Following are all data type used in python:

Numeric Types: Python supports various numeric types, including integers, floats, and complex numbers.
String: Strings are used to represent text in Python.
List: Lists are versatile data structures that can hold multiple elements.
Tuple: Similar to lists, tuples are ordered collections, but they are immutable.
Dictionary: Dictionaries are key-value pairs, allowing efficient data retrieval.
Set: Sets are unordered collections of unique elements.
Boolean: Booleans represent truth values, True or False.
None Type: The None type represents the absence of a value or a null value in Python.
User-Defined Classes: Python allows you to create your own custom data types using classes and objects.

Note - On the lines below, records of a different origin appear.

//! Drawing conversion.

use log::{debug, info};

use trellis_core::{
    source::{Drawing, Layer, SourceNode},
    target::{DrawingDocument, Page},
};

use crate::{
    config::ConvertConfig,
    error::{Diagnostic, TrellisError},
    importer::{Conversion, Destination, Session},
    styles::fill::translate_fill,
};

/// Converts a drawing into a single-page target drawing.
///
/// Hidden layers are skipped unless the configuration includes them. Their
/// nodes are never materialized, so connectors attached to them stay unglued.
///
/// # Errors
///
/// Returns an error when the source tree is structurally broken: a node id used
/// twice, a path whose points and codes disagree, or a placement that cannot be
/// inverted.
///
/// # Examples
///
/// ```
/// # use trellis::{config::ConvertConfig, importer::drawing::import_drawing};
/// # use trellis_core::geometry::Rect;
/// # use trellis_core::source::Drawing;
/// let drawing = Drawing::new(Rect::new(0.0, 0.0, 800.0, 600.0));
/// let conversion = import_drawing(&drawing, &ConvertConfig::default()).unwrap();
/// assert_eq!(conversion.document.page().bounds().width(), 800.0);
/// assert!(conversion.diagnostics.is_empty());
/// ```
pub fn import_drawing(
    drawing: &Drawing,
    config: &ConvertConfig,
) -> Result<Conversion<DrawingDocument>, TrellisError> {
    let mut session = Session::new(
        config,
        drawing.style(),
        drawing.resolution(),
        Destination::Page,
    );
    let mut page = Page::new(drawing.bounds());

    if let Some(background) = drawing.background() {
        match translate_fill(background, &session.styles) {
            Ok(fill) => page.set_background(Some(fill)),
            Err(err) => session.diagnostics.emit(
                Diagnostic::warning(format!("page background dropped: {err}"))
                    .with_code(err.code()),
            ),
        }
    }

    let layers: Vec<&Layer> = drawing
        .layers()
        .iter()
        .filter(|layer| layer.is_visible() || config.include_hidden_layers())
        .collect();
    info!(
        layers = layers.len(),
        skipped = drawing.layers().len() - layers.len();
        "Converting drawing"
    );

    let mut top_level: Vec<(&SourceNode, _)> = Vec::new();
    for &layer in &layers {
        debug!(layer = layer.name(), nodes = layer.nodes().len(); "Materializing layer");
        for node in layer.nodes() {
            if let Some(handle) = session.materialize_top_level(node)? {
                page.add(handle);
                top_level.push((node, handle));
            }
        }
    }

    let chain = session.root_chain();
    for &(node, handle) in &top_level {
        session.post_process(node, handle, &chain, None)?;
    }

    session.connect(
        layers
            .iter()
            .copied()
            .flat_map(Layer::nodes)
            .flat_map(SourceNode::descendants),
    );

    let (items, diagnostics) = session.finish();
    info!(items = items.len(), diagnostics = diagnostics.len(); "Drawing converted");
    Ok(Conversion {
        document: DrawingDocument::from_parts(items, page),
        diagnostics,
    })
}

#[cfg(test)]
mod tests {
    use trellis_core::{
        color::Color,
        geometry::{Matrix, Point, Rect},
        identifier::NodeId,
        source::{FillStyle, Link, Model, ShapeDimension, SourceNodeKind, StyleSheet},
        target::{Fill, Glue},
    };

    use super::*;

    fn box_node(x: f64, y: f64) -> SourceNode {
        SourceNode::new(
            NodeId::random(),
            SourceNodeKind::Model(Model::shape(ShapeDimension::TwoD)),
        )
        .with_model_bounds(Rect::new(0.0, 0.0, 40.0, 20.0))
        .with_scene_transform(Matrix::translation(x, y))
    }

    #[test]
    fn test_page_bounds_and_background() {
        let drawing = Drawing::new(Rect::new(0.0, 0.0, 500.0, 400.0))
            .with_background(FillStyle::color(Color::from_argb(0xFFEEEEEE)));
        let conversion = import_drawing(&drawing, &ConvertConfig::default()).unwrap();

        let page = conversion.document.page();
        assert_eq!(page.bounds(), Rect::new(0.0, 0.0, 500.0, 400.0));
        assert_eq!(
            page.background(),
            Some(&Fill::Color {
                color: Color::from_argb(0xFFEEEEEE)
            })
        );
    }

    #[test]
    fn test_hidden_layers_skipped_by_default() {
        let hidden_box = box_node(0.0, 0.0);
        let drawing = Drawing::new(Rect::new(0.0, 0.0, 100.0, 100.0))
            .with_layer(Layer::new("visible").with_node(box_node(10.0, 10.0)))
            .with_layer(Layer::new("hidden").hidden().with_node(hidden_box));

        let conversion = import_drawing(&drawing, &ConvertConfig::default()).unwrap();
        assert_eq!(conversion.document.page().items().len(), 1);

        let config = ConvertConfig::default().with_include_hidden_layers(true);
        let conversion = import_drawing(&drawing, &config).unwrap();
        assert_eq!(conversion.document.page().items().len(), 2);
    }

    #[test]
    fn test_top_level_items_tagged() {
        let node = box_node(0.0, 0.0).with_name("Server").with_tag("infra");
        let id = node.id();
        let drawing =
            Drawing::new(Rect::new(0.0, 0.0, 100.0, 100.0)).with_layer(Layer::new("l").with_node(node));

        let conversion = import_drawing(&drawing, &ConvertConfig::default()).unwrap();
        let document = conversion.document;
        let item = &document.items()[document.page().items()[0]];

        assert_eq!(item.name(), "Server");
        assert_eq!(item.user_id(), Some(id));
        assert_eq!(item.tag(), Some("infra"));
    }

    #[test]
    fn test_styles_composed_from_drawing_sheet() {
        let red = Color::from_argb(0xFFFF0000);
        let node = box_node(0.0, 0.0).with_style(StyleSheet::new().with_fill(FillStyle::color(red)));
        let plain = box_node(50.0, 0.0);
        let drawing = Drawing::new(Rect::new(0.0, 0.0, 100.0, 100.0))
            .with_style(StyleSheet::document_defaults())
            .with_layer(Layer::new("l").with_node(node).with_node(plain));

        let conversion = import_drawing(&drawing, &ConvertConfig::default()).unwrap();
        let document = conversion.document;
        let fills: Vec<Option<&Fill>> = document
            .page()
            .items()
            .iter()
            .map(|&h| document.items()[h].shape().geometry().and_then(|g| g.fill()))
            .collect();

        assert_eq!(fills[0], Some(&Fill::Color { color: red }));
        assert_eq!(
            fills[1],
            Some(&Fill::Color {
                color: Color::from_argb(0xFFFFFFFF)
            })
        );
    }

    #[test]
    fn test_connector_glued_across_layers() {
        let target = box_node(100.0, 100.0);
        let line = SourceNode::new(NodeId::random(), SourceNodeKind::Model(Model::Line))
            .with_link(
                Link::new(Point::new(0.0, 0.0), Point::new(100.0, 110.0))
                    .with_to(target.id(), None),
            );
        let drawing = Drawing::new(Rect::new(0.0, 0.0, 300.0, 300.0))
            .with_layer(Layer::new("connectors").with_node(line))
            .with_layer(Layer::new("shapes").with_node(target.clone()));

        let conversion = import_drawing(&drawing, &ConvertConfig::default()).unwrap();
        let document = conversion.document;
        let line_item = &document.items()[document.page().items()[0]];
        let target_handle = document.page().items()[1];

        assert_eq!(line_item.shape().begin_glue(), None);
        assert_eq!(
            line_item.shape().end_glue(),
            Some(Glue::Shape {
                shape: target_handle
            })
        );
    }

    #[test]
    fn test_duplicate_ids_rejected() {
        let node = box_node(0.0, 0.0);
        let drawing = Drawing::new(Rect::new(0.0, 0.0, 100.0, 100.0))
            .with_layer(Layer::new("l").with_node(node.clone()).with_node(node));

        let err = import_drawing(&drawing, &ConvertConfig::default()).unwrap_err();
        assert!(matches!(err, TrellisError::DuplicateNode(_)));
    }
}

Using the `type()` Function

To determine the data type of a variable in Python, you can use the built-in `type()` function.

    
x = 5
data_type = type(x)
print(data_type)  # Output: <class 'int'>

String

String Representation: Strings in Python can be represented using double quotes ("hi"), single quotes ('hi'), and triple single quotes ('''hi''').
Handling Multiple Lines: For multiline strings, use three double quotes ("""this is a long sentence""").
Immutability: Strings are immutable, meaning their values cannot be changed after creation. However, string manipulation is possible, similar to tuple and list operations.
String Operations: Three common string operations include:
- Concatenation (+): Combining two or more strings to create a new one.
- Repetition (*): Repeating a string multiple times.
- Slicing (:): Extracting a portion of the string using indices or slices.

Slicing:

In Python, slicing is a technique used to extract a portion of a string. The syntax for slicing a string is as follows:

                        
string[start:stop:step]

Here's what each part of the slicing syntax represents:
- start: The starting index of the slice (inclusive). If omitted, it defaults to the beginning of the string.
- stop: The ending index of the slice (exclusive). If omitted, it defaults to the end of the string.
- step: The step size or the interval between characters. If omitted, it defaults to 1.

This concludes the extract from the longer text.